Influence de la main dominante sur la tension des rênes
- Date 11.11.20
Nous allons aujourd’hui explorer la relation entre votre main dominante, la latéralité de votre cheval et la façon dont ces deux paramètres influencent votre tension de rênes (et votre symétrie). Et comment ces deux paramètres s’influencent entre eux. Et comment ils influencent aussi le mouvement !
Pour cette exploration, je m’appuie sur un article intitulé “A comparision of rein tension of the rider’s dominant and non-dominant hand and the influence of the horse laterality”. Cet article a été publié dans la revue Comparative exercice physiology et il a l’avantage de présenter des données très visuelles.
C'est quoi une main dominante ?
Dans la nature, quasiment tous les êtres dotés de 2 ou 4 jambes ont une « préférence manuelle« . C’est à dire, préférer un membre gauche ou droit pour effectuer des tâches motrices. Une tâche motrice précise est par exemple écrire, où l’on va préférer la main droite ou la main gauche. On peut aussi être ambidextre ou ambimane ; c’est à dire effectuer ces tâches des deux mains indifféremment. Il y a tout un tas de préférences et de performances associées de « l’hémicorps » (une moitié ou l’autre du corps), associé aux organes, à la vue… De même, on peut avoir un œil ou un pied du côté opposé à son dominant ; on parle alors de latéralité croisée.
Bref, c’est encore une fois un sujet vaste et très intéressant !
Pour nous sur nos poneys, on se contentera de retenir que nous avons un côté préféré et une main dédiée à la précision plus qu’une autre. Et que ce côté présente 10% plus de force de préhension que l’autre.

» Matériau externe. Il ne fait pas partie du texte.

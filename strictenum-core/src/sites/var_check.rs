//! Variable-site validation.
//!
//! Only `var` specs with an explicit bare type annotation are checked:
//!
//! ```go
//! var c Color = 2        // reported
//! var d = Color(2)       // no annotation, not checked
//! var a, b Color = ColorRed, 3   // only `b` reported
//! ```

use super::{judge, Offense};
use crate::diagnostic::{Diagnostic, DiagnosticSink, Position, Violation};
use crate::enums::EnumRegistry;
use crate::parse::Unit;
use crate::syntax::{self, kind};

/// Check every annotated `var` initializer in the unit.
///
/// Names and initializers are paired by position; a name without an
/// initializer is skipped. Returns the number of diagnostics reported.
pub fn check_variables(
    unit: &Unit,
    registry: &EnumRegistry,
    sink: &mut dyn DiagnosticSink,
) -> usize {
    let mut reported = 0;

    for file in unit.files() {
        let source = file.source();
        for spec in syntax::nodes_of_kind(file.root(), kind::VAR_SPEC) {
            let Some(type_name) = syntax::named_type(spec.child_by_field_name("type"), source)
            else {
                continue;
            };
            let Some(members) = registry.members(type_name) else {
                continue;
            };

            let names = syntax::field_nodes(spec, "name");
            let values = spec
                .child_by_field_name("value")
                .map(syntax::list_items)
                .unwrap_or_default();

            for (name, value) in names.into_iter().zip(values) {
                let variable = syntax::text(name, source).to_string();
                let violation = match judge(value, source, members) {
                    Some(Offense::Identifier(ident)) => Violation::AssignedIdentifier {
                        variable,
                        name: ident.to_string(),
                        type_name: type_name.to_string(),
                    },
                    Some(Offense::Literal(literal)) => Violation::AssignedLiteral {
                        variable,
                        literal: literal.to_string(),
                        type_name: type_name.to_string(),
                    },
                    None => continue,
                };

                sink.report(Diagnostic::new(Position::of(file, value), violation));
                reported += 1;
            }
        }
    }

    reported
}

#[cfg(test)]
mod tests {
    use super::*;
    use crate::enums::TypeCatalog;

    fn check(src: &str) -> Vec<String> {
        let unit = Unit::from_sources([("v.go", src)]).unwrap();
        let catalog = TypeCatalog::build(&unit);
        let registry = EnumRegistry::discover(&unit, &catalog);
        let mut sink: Vec<Diagnostic> = Vec::new();
        check_variables(&unit, &registry, &mut sink);
        sink.iter().map(|d| d.message()).collect()
    }

    const COLOR: &str = r#"
package p

type Color int

const (
    ColorRed Color = iota
    ColorGreen
    ColorBlue
)
"#;

    #[test]
    fn test_member_assignment_accepted() {
        let src = format!("{COLOR}\nvar c Color = ColorRed\nvar g Color = ColorGreen\n");
        assert!(check(&src).is_empty());
    }

    #[test]
    fn test_literal_assignment_rejected() {
        let src = format!("{COLOR}\nvar c Color = 2\n");
        assert_eq!(
            check(&src),
            vec!["variable 'c' assigned literal '2' which is not a valid enum value for type Color"]
        );
    }

    #[test]
    fn test_identifier_assignment_rejected() {
        let src = format!("{COLOR}\nfunc f(x Color) {{\n    var c Color = x\n    _ = c\n}}\n");
        assert_eq!(
            check(&src),
            vec!["variable 'c' assigned 'x' which is not a valid enum value for type Color"]
        );
    }

    #[test]
    fn test_multiple_names_positional() {
        let src = format!("{COLOR}\nvar a, b Color = ColorRed, 3\n");
        assert_eq!(
            check(&src),
            vec!["variable 'b' assigned literal '3' which is not a valid enum value for type Color"]
        );
    }

    #[test]
    fn test_names_without_initializer_skipped() {
        let src = format!(
            "{COLOR}\nfunc two() (Color, Color) {{ return ColorRed, ColorBlue }}\nvar a, b Color = two()\nvar c, d Color = 5\n"
        );
        assert_eq!(
            check(&src),
            vec!["variable 'c' assigned literal '5' which is not a valid enum value for type Color"]
        );
    }

    #[test]
    fn test_uninitialized_and_unannotated_skipped() {
        let src = format!("{COLOR}\nvar a Color\nvar b = Color(2)\nvar n int = 5\n");
        assert!(check(&src).is_empty());
    }

    #[test]
    fn test_grouped_var_block() {
        let src = format!(
            "{COLOR}\nvar (\n    first  Color = ColorBlue\n    second Color = 9\n)\n"
        );
        assert_eq!(
            check(&src),
            vec!["variable 'second' assigned literal '9' which is not a valid enum value for type Color"]
        );
    }

    #[test]
    fn test_bool_keyword_uses_identifier_template() {
        let src = r#"
package p

type Flag bool

const (
    FlagOn  Flag = true
    FlagOff Flag = false
)

var f Flag = true
"#;
        assert_eq!(
            check(src),
            vec!["variable 'f' assigned 'true' which is not a valid enum value for type Flag"]
        );
    }
}
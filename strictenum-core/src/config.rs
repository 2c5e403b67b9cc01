//! Configuration loading from strictenum.toml.
//!
//! ```toml
//! exclude = ["generated"]
//! tests = false
//!
//! [output]
//! format = "json"
//!
//! [settings]
//! # forwarded to the checker's settings decoder
//! ```

use anyhow::{Context, Result};
use serde::Deserialize;
use std::{fs, path::Path};

/// File name looked up at the analysis root.
pub const CONFIG_FILE: &str = "strictenum.toml";

/// Main configuration structure for strictenum.toml.
#[derive(Debug, Deserialize, Default)]
pub struct StrictEnumConfig {
    /// Extra directory names to skip while scanning.
    pub exclude: Option<Vec<String>>,
    /// Whether `_test.go` files are analyzed (default: true).
    pub tests: Option<bool>,
    /// Output configuration.
    pub output: Option<OutputConfig>,
    /// Raw checker settings payload.
    pub settings: Option<toml::Value>,
}

/// Output format configuration.
#[derive(Debug, Deserialize, Default)]
pub struct OutputConfig {
    /// Output format: "plain" or "json".
    pub format: Option<String>,
}

impl StrictEnumConfig {
    /// Checker settings converted to the host-neutral JSON form.
    pub fn settings_payload(&self) -> Result<Option<serde_json::Value>> {
        self.settings
            .as_ref()
            .map(|value| serde_json::to_value(value).context("Invalid [settings] table"))
            .transpose()
    }

    /// Whether the configured output format is JSON.
    pub fn wants_json(&self) -> bool {
        self.output
            .as_ref()
            .and_then(|o| o.format.as_deref())
            .is_some_and(|f| f.eq_ignore_ascii_case("json"))
    }
}

/// Loads configuration from strictenum.toml if it exists.
pub fn load_config(root: &Path) -> Result<Option<StrictEnumConfig>> {
    let path = root.join(CONFIG_FILE);
    if !path.exists() {
        return Ok(None);
    }

    let content = fs::read_to_string(&path)
        .with_context(|| format!("Failed to read {}", path.display()))?;
    let cfg = toml::from_str(&content).context("Invalid strictenum.toml")?;
    Ok(Some(cfg))
}
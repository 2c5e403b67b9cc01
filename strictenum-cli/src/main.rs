//! strictenum CLI - strict enum conformance checker for Go projects.
//!
//! Features:
//! - Go package patterns (`./...`, `dir`, `file.go`)
//! - Rayon-powered parallel unit analysis
//! - Optional strictenum.toml configuration
//! - Plain `file:line:col: message` or JSON output
//! - CI-friendly exit codes

use anyhow::{Context, Result};
use clap::Parser;
use std::path::{Path, PathBuf};

use strictenum_core::{
    init_structured_logging, load_config, print_json, print_plain, AnalysisResult, Pattern,
    StrictEnum, StrictEnumConfig, StrictEnumLinter,
};

/// Exit code when no violations are found.
const EXIT_CLEAN: i32 = 0;
/// Exit code when at least one violation is reported.
const EXIT_VIOLATIONS: i32 = 1;
/// Exit code when a unit fails to load or the run cannot start.
const EXIT_FAILURE: i32 = 2;

#[derive(Parser, Debug)]
#[command(author, version, about = "Strict enum conformance checker for Go")]
pub struct Cli {
    /// Go package patterns to analyze
    #[arg(default_value = "./...")]
    patterns: Vec<String>,

    /// Output in JSON format
    #[arg(long)]
    json: bool,

    /// Directory names to skip during recursive scans
    #[arg(long, num_args = 1..)]
    exclude: Vec<String>,

    /// Skip `_test.go` files
    #[arg(long)]
    no_tests: bool,

    /// Checker settings as a JSON document
    #[arg(long, value_name = "JSON")]
    settings: Option<String>,

    /// Print the analyzer name and description, then exit
    #[arg(long)]
    describe: bool,
}

/// Directory whose strictenum.toml applies to this run.
fn config_root(patterns: &[String]) -> PathBuf {
    match patterns.first().map(|p| Pattern::parse(p)) {
        Some(Pattern::Package(dir)) | Some(Pattern::Recursive(dir)) => dir,
        Some(Pattern::File(file)) => file
            .parent()
            .filter(|p| !p.as_os_str().is_empty())
            .map(Path::to_path_buf)
            .unwrap_or_else(|| PathBuf::from(".")),
        None => PathBuf::from("."),
    }
}

fn parse_settings(raw: &str) -> Result<serde_json::Value> {
    serde_json::from_str(raw).context("--settings must be a JSON document")
}

fn exit_code(result: &AnalysisResult) -> i32 {
    if result.has_failures() {
        EXIT_FAILURE
    } else if result.has_violations() {
        EXIT_VIOLATIONS
    } else {
        EXIT_CLEAN
    }
}

/// Builds the analysis from config file and flags. Flags win.
fn build(cli: &Cli, config: Option<&StrictEnumConfig>) -> Result<StrictEnum> {
    let (first, rest) = cli
        .patterns
        .split_first()
        .map(|(first, rest)| (first.clone(), rest.to_vec()))
        .unwrap_or_else(|| ("./...".to_string(), Vec::new()));

    let mut builder = StrictEnum::new(first).patterns(rest);
    if let Some(config) = config {
        builder = builder.with_config(config)?;
    }
    builder = builder.exclude_dirs(cli.exclude.iter().cloned());
    if cli.no_tests {
        builder = builder.include_tests(false);
    }
    if let Some(raw) = &cli.settings {
        builder = builder.settings(Some(parse_settings(raw)?));
    }
    Ok(builder)
}

fn run(cli: &Cli) -> Result<i32> {
    if cli.describe {
        let analyzer = StrictEnumLinter::analyzer();
        println!("{}: {}", analyzer.name, analyzer.doc);
        return Ok(EXIT_CLEAN);
    }

    let root = config_root(&cli.patterns);
    let config = load_config(&root)
        .with_context(|| format!("Failed to load config from {}", root.display()))?;

    let result = build(cli, config.as_ref())?.analyze()?;

    let json = cli.json || config.as_ref().is_some_and(StrictEnumConfig::wants_json);
    if json {
        print_json(&result);
    } else {
        print_plain(&result);
    }

    Ok(exit_code(&result))
}

fn main() {
    // Initialize structured logging (JSON to stderr, respects RUST_LOG)
    init_structured_logging();

    let cli = Cli::parse();
    let code = match run(&cli) {
        Ok(code) => code,
        Err(e) => {
            eprintln!("[ERROR] {:#}", e);
            EXIT_FAILURE
        }
    };
    std::process::exit(code);
}
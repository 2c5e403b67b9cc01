//! Plugin capability interface exposed to host drivers.
//!
//! A host discovers the checker through a [`PluginRegistry`], constructs it
//! from an optional settings payload, and asks it for [`Analyzer`]
//! descriptions to run over each unit:
//!
//! ```rust,ignore
//! let registry = PluginRegistry::default();
//! let plugin = registry.construct("strictenum", None)?;
//! for analyzer in plugin.build_analyzers()? {
//!     let mut pass = Pass::new(&unit, &mut diagnostics);
//!     analyzer.run(&mut pass);
//! }
//! ```

use std::collections::BTreeMap;
use std::fmt;

use serde::Deserialize;
use tracing::debug;

use crate::checker::{check_unit, UnitSummary};
use crate::diagnostic::DiagnosticSink;
use crate::error::{StrictEnumError, StrictEnumResult};
use crate::parse::Unit;

/// Name the checker registers under.
pub const PLUGIN_NAME: &str = "strictenum";

/// Checker settings. The schema is empty; any map payload is accepted.
#[derive(Debug, Clone, Default, PartialEq, Eq, Deserialize)]
pub struct Settings {}

impl Settings {
    /// Decode a host-supplied payload.
    ///
    /// `None` and `null` give the defaults. Maps are accepted with unknown
    /// keys ignored; any other shape is rejected.
    pub fn decode(payload: Option<&serde_json::Value>) -> StrictEnumResult<Self> {
        match payload {
            None | Some(serde_json::Value::Null) => Ok(Self::default()),
            Some(value) => serde_json::from_value(value.clone())
                .map_err(|e| StrictEnumError::settings(e.to_string())),
        }
    }
}

/// How much the host must load before running an analyzer.
#[derive(Debug, Clone, Copy, PartialEq, Eq)]
pub enum LoadMode {
    /// Parsed syntax trees only.
    Syntax,
    /// Syntax plus full type information.
    TypesInfo,
}

/// One unit of analysis handed to an analyzer.
pub struct Pass<'a> {
    pub unit: &'a Unit,
    sink: &'a mut dyn DiagnosticSink,
}

impl<'a> Pass<'a> {
    pub fn new(unit: &'a Unit, sink: &'a mut dyn DiagnosticSink) -> Self {
        Self { unit, sink }
    }

    pub fn sink(&mut self) -> &mut dyn DiagnosticSink {
        &mut *self.sink
    }
}

/// Description of an analyzer a plugin provides.
#[derive(Clone, Copy)]
pub struct Analyzer {
    pub name: &'static str,
    pub doc: &'static str,
    run: fn(&mut Pass<'_>) -> UnitSummary,
}

impl fmt::Debug for Analyzer {
    fn fmt(&self, f: &mut fmt::Formatter<'_>) -> fmt::Result {
        f.debug_struct("Analyzer")
            .field("name", &self.name)
            .field("doc", &self.doc)
            .finish_non_exhaustive()
    }
}

impl Analyzer {
    pub fn run(&self, pass: &mut Pass<'_>) -> UnitSummary {
        (self.run)(pass)
    }
}

/// Capabilities a host expects from a linter plugin.
pub trait LinterPlugin: Send + Sync {
    fn build_analyzers(&self) -> StrictEnumResult<Vec<Analyzer>>;

    fn load_mode(&self) -> LoadMode;
}

/// The strict enum checker as a plugin.
#[derive(Debug, Clone, Default)]
pub struct StrictEnumLinter {
    settings: Settings,
}

impl StrictEnumLinter {
    pub fn new(payload: Option<&serde_json::Value>) -> StrictEnumResult<Self> {
        Ok(Self {
            settings: Settings::decode(payload)?,
        })
    }

    /// The single analyzer this plugin provides.
    pub fn analyzer() -> Analyzer {
        Analyzer {
            name: PLUGIN_NAME,
            doc: "Check that only enum values are returned for enum types",
            run: run_strict_enum,
        }
    }
}

fn run_strict_enum(pass: &mut Pass<'_>) -> UnitSummary {
    let unit = pass.unit;
    check_unit(unit, pass.sink())
}

impl LinterPlugin for StrictEnumLinter {
    fn build_analyzers(&self) -> StrictEnumResult<Vec<Analyzer>> {
        debug!(settings = ?self.settings, "building analyzers");
        Ok(vec![Self::analyzer()])
    }

    fn load_mode(&self) -> LoadMode {
        LoadMode::Syntax
    }
}

/// Builds a plugin from a settings payload.
pub type PluginConstructor =
    fn(Option<&serde_json::Value>) -> StrictEnumResult<Box<dyn LinterPlugin>>;

/// Name → constructor table a host uses to discover plugins.
#[derive(Clone)]
pub struct PluginRegistry {
    constructors: BTreeMap<&'static str, PluginConstructor>,
}

impl PluginRegistry {
    /// A registry with nothing registered.
    pub fn empty() -> Self {
        Self {
            constructors: BTreeMap::new(),
        }
    }

    pub fn register(&mut self, name: &'static str, constructor: PluginConstructor) {
        self.constructors.insert(name, constructor);
    }

    pub fn names(&self) -> impl Iterator<Item = &'static str> + '_ {
        self.constructors.keys().copied()
    }

    pub fn construct(
        &self,
        name: &str,
        payload: Option<&serde_json::Value>,
    ) -> StrictEnumResult<Box<dyn LinterPlugin>> {
        let constructor = self
            .constructors
            .get(name)
            .ok_or_else(|| StrictEnumError::UnknownPlugin {
                name: name.to_string(),
            })?;
        constructor(payload)
    }
}

impl fmt::Debug for PluginRegistry {
    fn fmt(&self, f: &mut fmt::Formatter<'_>) -> fmt::Result {
        f.debug_list().entries(self.constructors.keys()).finish()
    }
}

impl Default for PluginRegistry {
    fn default() -> Self {
        let mut registry = Self::empty();
        registry.register(PLUGIN_NAME, construct_strict_enum);
        registry
    }
}

fn construct_strict_enum(
    payload: Option<&serde_json::Value>,
) -> StrictEnumResult<Box<dyn LinterPlugin>> {
    let linter = StrictEnumLinter::new(payload)?;
    Ok(Box::new(linter))
}
//! Strict enum conformance checking for one unit.
//!
//! Runs five sub-passes in a fixed order:
//!
//! ```text
//!  1. TypeCatalog::build        named types
//!  2. EnumRegistry::discover    typed constants per type
//!  ─────────────── registry frozen ───────────────
//!  3. ReturnIndex::build        return → innermost func
//!  4. check_returns             return values vs. result slots
//!  5. check_variables           annotated var initializers
//! ```
//!
//! All state lives on the stack of [`check_unit`]; concurrent calls for
//! different units share nothing.

use tracing::{debug, debug_span};

use crate::diagnostic::DiagnosticSink;
use crate::enums::{EnumRegistry, TypeCatalog};
use crate::parse::Unit;
use crate::sites::{check_returns, check_variables, ReturnIndex};

/// Counters from one unit's analysis.
#[derive(Debug, Clone, Copy, Default, PartialEq, Eq)]
pub struct UnitSummary {
    pub files: usize,
    pub declared_types: usize,
    pub enum_types: usize,
    pub return_sites: usize,
    pub diagnostics: usize,
}

/// Analyze one unit, writing violations to `sink`.
pub fn check_unit(unit: &Unit, sink: &mut dyn DiagnosticSink) -> UnitSummary {
    let span = debug_span!("check_unit", unit = %unit);
    let _guard = span.enter();

    let catalog = TypeCatalog::build(unit);
    let registry = EnumRegistry::discover(unit, &catalog);
    debug!(
        types = catalog.len(),
        enums = ?registry.type_names(),
        "enum discovery finished"
    );

    let index = ReturnIndex::build(unit);
    let returns = check_returns(&index, &registry, sink);
    let variables = check_variables(unit, &registry, sink);
    debug!(
        return_sites = index.len(),
        returns, variables, "use sites checked"
    );

    UnitSummary {
        files: unit.files().len(),
        declared_types: catalog.len(),
        enum_types: registry.len(),
        return_sites: index.len(),
        diagnostics: returns + variables,
    }
}

#[cfg(test)]
mod tests {
    use super::*;
    use crate::diagnostic::Diagnostic;

    #[test]
    fn test_summary_counts() {
        let unit = Unit::from_sources([(
            "s.go",
            r#"
package p

type Status string
type Other int

const StatusOk Status = "ok"

func a() Status { return StatusOk }
func b() Status { return "bad" }

var s Status = "worse"
"#,
        )])
        .unwrap();
        let mut sink: Vec<Diagnostic> = Vec::new();
        let summary = check_unit(&unit, &mut sink);

        assert_eq!(
            summary,
            UnitSummary {
                files: 1,
                declared_types: 2,
                enum_types: 1,
                return_sites: 2,
                diagnostics: 2,
            }
        );
        assert_eq!(sink.len(), 2);
    }

    #[test]
    fn test_returns_reported_before_variables() {
        let unit = Unit::from_sources([(
            "o.go",
            r#"
package p

type Color int

const ColorRed Color = 0

var early Color = 1

func late() Color { return 2 }
"#,
        )])
        .unwrap();
        let mut sink: Vec<Diagnostic> = Vec::new();
        check_unit(&unit, &mut sink);
        let lines: Vec<usize> = sink.iter().map(|d| d.position.line).collect();
        assert_eq!(lines, vec![10, 8]);
    }
}
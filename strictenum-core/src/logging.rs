//! Structured logging using **tracing**.
//!
//! The library only emits events; installing a subscriber is left to the
//! host. The CLI calls [`init_structured_logging`] once at startup.

/// Initializes the global tracing collector (subscriber).
///
/// This should be called *once* at the beginning of the application's runtime.
/// It configures structured JSON output to stderr so stdout stays reserved
/// for diagnostics.
///
/// # Environment Variables
/// - `RUST_LOG`: Controls log filtering (e.g., `RUST_LOG=strictenum_core=debug`)
pub fn init_structured_logging() {
    let _ = tracing_subscriber::fmt()
        .json()
        .with_ansi(false)
        .with_level(true)
        .with_target(true)
        .with_current_span(true)
        .with_env_filter(tracing_subscriber::EnvFilter::from_default_env())
        .with_writer(std::io::stderr)
        .try_init();
}
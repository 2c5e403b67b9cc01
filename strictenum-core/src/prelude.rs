//! Prelude module for convenient imports.
//!
//! Import commonly used types with a single line:
//!
//! ```rust,ignore
//! use strictenum_core::prelude::*;
//! ```

// Error types
pub use crate::error::{StrictEnumError, StrictEnumResult};

// Loading
pub use crate::parse::{GoParser, SourceFile, Unit};

// Checking
pub use crate::checker::{check_unit, UnitSummary};
pub use crate::diagnostic::{Diagnostic, DiagnosticSink, Position, Violation};

// Plugin interface
pub use crate::plugin::{LinterPlugin, Pass, PluginRegistry, StrictEnumLinter};

// Configuration
pub use crate::config::{load_config, StrictEnumConfig};

// Builder API
pub use crate::builder::{AnalysisResult, StrictEnum};
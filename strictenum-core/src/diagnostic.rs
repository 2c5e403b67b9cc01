//! Diagnostics produced by the checker and the sink they are written to.

use std::fmt;

use serde::Serialize;
use tree_sitter::Node;

use crate::parse::SourceFile;
use crate::syntax;

/// Source location of an offending expression.
#[derive(Debug, Clone, PartialEq, Eq, PartialOrd, Ord, Hash, Serialize)]
pub struct Position {
    /// File path with forward slashes
    pub file: String,
    /// 1-based line
    pub line: usize,
    /// 1-based byte column
    pub column: usize,
}

impl Position {
    /// Position of `node` inside `file`.
    pub fn of(file: &SourceFile, node: Node<'_>) -> Self {
        let (line, column) = syntax::line_column(node);
        Self {
            file: file.display_path().to_string(),
            line,
            column,
        }
    }
}

impl fmt::Display for Position {
    fn fmt(&self, f: &mut fmt::Formatter<'_>) -> fmt::Result {
        write!(f, "{}:{}:{}", self.file, self.line, self.column)
    }
}

/// A value written into an enum-typed slot that is not one of its constants.
#[derive(Debug, Clone, PartialEq, Eq, Serialize)]
#[serde(tag = "kind", rename_all = "snake_case")]
pub enum Violation {
    ReturnedIdentifier {
        name: String,
        type_name: String,
    },
    ReturnedLiteral {
        literal: String,
        type_name: String,
    },
    AssignedIdentifier {
        variable: String,
        name: String,
        type_name: String,
    },
    AssignedLiteral {
        variable: String,
        literal: String,
        type_name: String,
    },
}

impl fmt::Display for Violation {
    fn fmt(&self, f: &mut fmt::Formatter<'_>) -> fmt::Result {
        match self {
            Self::ReturnedIdentifier { name, type_name } => write!(
                f,
                "returning '{name}' which is not a valid enum value for type {type_name}"
            ),
            Self::ReturnedLiteral { literal, type_name } => write!(
                f,
                "returning literal '{literal}' which is not a valid enum value for type {type_name}"
            ),
            Self::AssignedIdentifier {
                variable,
                name,
                type_name,
            } => write!(
                f,
                "variable '{variable}' assigned '{name}' which is not a valid enum value for type {type_name}"
            ),
            Self::AssignedLiteral {
                variable,
                literal,
                type_name,
            } => write!(
                f,
                "variable '{variable}' assigned literal '{literal}' which is not a valid enum value for type {type_name}"
            ),
        }
    }
}

/// One reported violation at one position.
#[derive(Debug, Clone, PartialEq, Eq, Serialize)]
pub struct Diagnostic {
    pub position: Position,
    pub violation: Violation,
}

impl Diagnostic {
    pub fn new(position: Position, violation: Violation) -> Self {
        Self {
            position,
            violation,
        }
    }

    /// Human-readable message text.
    pub fn message(&self) -> String {
        self.violation.to_string()
    }
}

impl fmt::Display for Diagnostic {
    fn fmt(&self, f: &mut fmt::Formatter<'_>) -> fmt::Result {
        write!(f, "{}: {}", self.position, self.violation)
    }
}

/// Destination for diagnostics, supplied by the host.
pub trait DiagnosticSink {
    fn report(&mut self, diagnostic: Diagnostic);
}

impl DiagnosticSink for Vec<Diagnostic> {
    fn report(&mut self, diagnostic: Diagnostic) {
        self.push(diagnostic);
    }
}

#[cfg(test)]
mod tests {
    use super::*;

    fn pos() -> Position {
        Position {
            file: "pkg/status.go".to_string(),
            line: 12,
            column: 9,
        }
    }

    #[test]
    fn test_returned_literal_message_keeps_quotes() {
        let v = Violation::ReturnedLiteral {
            literal: "\"unknown\"".to_string(),
            type_name: "Status".to_string(),
        };
        assert_eq!(
            v.to_string(),
            "returning literal '\"unknown\"' which is not a valid enum value for type Status"
        );
    }

    #[test]
    fn test_assigned_messages() {
        let lit = Violation::AssignedLiteral {
            variable: "c".to_string(),
            literal: "2".to_string(),
            type_name: "Color".to_string(),
        };
        assert_eq!(
            lit.to_string(),
            "variable 'c' assigned literal '2' which is not a valid enum value for type Color"
        );

        let ident = Violation::AssignedIdentifier {
            variable: "f".to_string(),
            name: "true".to_string(),
            type_name: "Flag".to_string(),
        };
        assert_eq!(
            ident.to_string(),
            "variable 'f' assigned 'true' which is not a valid enum value for type Flag"
        );
    }

    #[test]
    fn test_diagnostic_display_has_position_prefix() {
        let d = Diagnostic::new(
            pos(),
            Violation::ReturnedIdentifier {
                name: "true".to_string(),
                type_name: "Flag".to_string(),
            },
        );
        assert_eq!(
            d.to_string(),
            "pkg/status.go:12:9: returning 'true' which is not a valid enum value for type Flag"
        );
    }

    #[test]
    fn test_vec_sink_collects_in_order() {
        let mut sink: Vec<Diagnostic> = Vec::new();
        for line in [3, 1] {
            let mut p = pos();
            p.line = line;
            sink.report(Diagnostic::new(
                p,
                Violation::ReturnedLiteral {
                    literal: "1".to_string(),
                    type_name: "Color".to_string(),
                },
            ));
        }
        let lines: Vec<usize> = sink.iter().map(|d| d.position.line).collect();
        assert_eq!(lines, vec![3, 1]);
    }

    #[test]
    fn test_violation_serializes_with_kind_tag() {
        let v = Violation::ReturnedLiteral {
            literal: "5".to_string(),
            type_name: "Color".to_string(),
        };
        let json = serde_json::to_value(&v).unwrap();
        assert_eq!(json["kind"], "returned_literal");
        assert_eq!(json["literal"], "5");
    }
}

Wait, les chevaux ont un sabot dominant ?!
Oui, j’ai dit précédemment que les mammifères à 4 pattes ont une préférence manuelle. C’est effectivement le cas, mais pour eux on va plutôt parler de « préférence latérale ou diagonale« , qui va concerner 2 membres du même côté ou 1 antérieur et 1 postérieur de l’autre côté. Commencez à préparer vos neurones, il va falloir une petite dose de projection mentale pour les concepts qui vont suivre !
Tout d’abord, petit disclaimer : il ne faut pas transposer ce que l’on sait de notre latéralité sur nos mains de bipèdes ; à nos quadrupèdes. Un cheval droitier n’aura pas la finesse d’un humain droitier, les fonctions de perception étant quand même assez différentes d’une main à un sabot. Quoi que, on connaît tous un bricoleur du dimanche qui nous ferait dire le contraire…!
Chez le cheval, la latéralité s’exprime d’une part par une dissymétrie longitudinale ET par une plus grande activité oculaire ET par un report de poids sur l’épaule « dominante ». Vous pouvez l’évaluer en observant quel pied votre cheval avance le plus volontiers, sur quelle rêne il aurait tendance à « peser » le plus, sur quel pied il est plus facile de galoper… Ou encore si sa crinière est à gauche ou à droite ; bien que ça relève plus de la corrélation que de la causalité.
Pour en savoir un peu plus sur ce sujet spécifique et comment le déterminer, je vous invite à lire cet article écrit par Pierre Beaupère sur Podologie Équine Libre.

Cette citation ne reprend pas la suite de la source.